1

I want to select a large number of specific rows from large files.

Using perl, I am creating a command of this style (here printing 2nd and 4th rows):

sed -n -e 2p -e 4p $file

And launching it using a system() command.

This works fine, except when the number of rows to select from a file becomes quite larger. It currently works with ~10,000 rows, but not with another file where I want to select ~17,000 rows. Is there a limit in the number of arguments that can be passed to sed? Would there be an alternative UNIX tool to use? Thanks for your help

jul635
  • 794
  • 1
  • 7
  • 13

4 Answers4

4

You must surely have the list of lines that you want somewhere in a file, so let's assume that file is called lines.txt and looks like this:

1
2
4
7

Now, you can do this:

awk 'FNR==NR{wanted[$0]++;next} FNR in wanted' lines.txt file

That says this... FNR==NR means the first set of curly braces only applies to the processing of the lines.txt file, and when processing that, store in the array wanted[] the line number that you want and then move to the next line. The second part, FNR in wanted applies to the processing of your second file called file.

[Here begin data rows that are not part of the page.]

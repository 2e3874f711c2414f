//! Output rendering for the chat application.
//!
//! This module provides a trait-based rendering abstraction so the session
//! can stream a reply without knowing where it is displayed.  The default
//! implementation writes to stdout with optional ANSI styling.

use std::io::{self, Stdout, Write};

use crate::transcript::{Role, Turn};

/// ANSI escape code for bold text (used for titles).
const ANSI_BOLD: &str = "\x1b[1m";

/// ANSI escape code for dim text (used for captions).
const ANSI_DIM: &str = "\x1b[2m";

/// ANSI escape code to reset all styling.
const ANSI_RESET: &str = "\x1b[0m";

/// ANSI escape code for cyan text (used for the assistant label).
const ANSI_CYAN: &str = "\x1b[36m";

/// ANSI escape code for green text (used for the user label).
const ANSI_GREEN: &str = "\x1b[32m";

/// ANSI escape code for red text (used for errors).
const ANSI_RED: &str = "\x1b[31m";

/// Trait for rendering chat output.
pub trait Renderer: Send {
    /// Print the page title and caption.
    fn print_title(&mut self, title: &str, caption: &str);

    /// Print a complete turn from the transcript.
    fn print_turn(&mut self, turn: &Turn);

    /// Called before the first fragment of a streamed reply.
    fn start_response(&mut self);

    /// Print a chunk of response text.
    ///
    /// This is called incrementally as fragments are streamed from the API.
    fn print_text(&mut self, text: &str);

    /// Called when a reply has been fully streamed.
    fn finish_response(&mut self);

    /// Print an error message.
    fn print_error(&mut self, error: &str);

    /// Print an informational message.
    fn print_info(&mut self, info: &str);
}

/// Plain text renderer with optional ANSI styling.
///
/// Writing to stdout, errors go to stderr; with a caller-supplied writer,
/// errors go to that writer too.
pub struct PlainTextRenderer<W: Write + Send = Stdout> {
    out: W,
    use_color: bool,
    in_response: bool,
    errors_to_stderr: bool,
}

impl PlainTextRenderer {
    /// Creates a new PlainTextRenderer with ANSI colors enabled.
    pub fn new() -> Self {
        Self::with_color(true)
    }

    /// Creates a new PlainTextRenderer with specified color setting.
    pub fn with_color(use_color: bool) -> Self {
        Self {
            errors_to_stderr: true,
            ..Self::with_writer(io::stdout(), use_color)
        }
    }
}

impl<W: Write + Send> PlainTextRenderer<W> {
    /// Creates a renderer writing to `out`.
    pub fn with_writer(out: W, use_color: bool) -> Self {
        Self {
            out,
            use_color,
            in_response: false,
            errors_to_stderr: false,
        }
    }

    /// Consumes the renderer, returning the writer.
    pub fn into_inner(self) -> W {
        self.out
    }

    fn label(&mut self, role: Role) {
        let (name, color) = match role {
            Role::User => ("You", ANSI_GREEN),
            Role::Assistant => ("Llama", ANSI_CYAN),
        };
        if self.use_color {
            let _ = write!(self.out, "{color}{name}:{ANSI_RESET} ");
        } else {
            let _ = write!(self.out, "{name}: ");
        }
    }

    fn end_response(&mut self) {
        if self.in_response {
            let _ = writeln!(self.out);
            self.in_response = false;
        }
    }

    /// Flushes to ensure immediate display of streamed content.
    fn flush(&mut self) {
        let _ = self.out.flush();
    }
}

impl Default for PlainTextRenderer {
    fn default() -> Self {
        Self::new()
    }
}

impl<W: Write + Send> Renderer for PlainTextRenderer<W> {
    fn print_title(&mut self, title: &str, caption: &str) {
        if self.use_color {
            let _ = writeln!(self.out, "{ANSI_BOLD}{title}{ANSI_RESET}");
            let _ = writeln!(self.out, "{ANSI_DIM}{caption}{ANSI_RESET}\n");
        } else {
            let _ = writeln!(self.out, "{title}");
            let _ = writeln!(self.out, "{caption}\n");
        }
        self.flush();
    }

    fn print_turn(&mut self, turn: &Turn) {
        self.end_response();
        self.label(turn.role());
        let _ = writeln!(self.out, "{}", turn.content());
        self.flush();
    }

    fn start_response(&mut self) {
        self.end_response();
        self.label(Role::Assistant);
        self.in_response = true;
        self.flush();
    }

    fn print_text(&mut self, text: &str) {
        let _ = write!(self.out, "{text}");
        self.flush();
    }

    fn finish_response(&mut self) {
        self.end_response();
        self.flush();
    }

    fn print_error(&mut self, error: &str) {
        self.end_response();
        self.flush();
        let line = if self.use_color {
            format!("{ANSI_RED}Error:{ANSI_RESET} {error}")
        } else {
            format!("Error: {error}")
        };
        if self.errors_to_stderr {
            eprintln!("{line}");
        } else {
            let _ = writeln!(self.out, "{line}");
            self.flush();
        }
    }

    fn print_info(&mut self, info: &str) {
        self.end_response();
        let _ = writeln!(self.out, "{info}");
        self.flush();
    }
}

It says, if the line number (FNR) is in the array wanted[], then print the line.

Mark Setchell
  • 191,897
  • 31
  • 273
  • 432
2

It's not a sed limit, but a bash command line lenght limit: it is getconf ARG_MAX bytes max (on Linux I have seen values for this value from 131072 to 2621440).

The comment from René Nyffenegger is wise: Perl is the better option for this class of problems, in the *NIX world...

If you describe how you need to select the rows to be extracted (i.e.: from i to j? or a list of specific rows?, some different logic?), it should be easy to give you a code sample...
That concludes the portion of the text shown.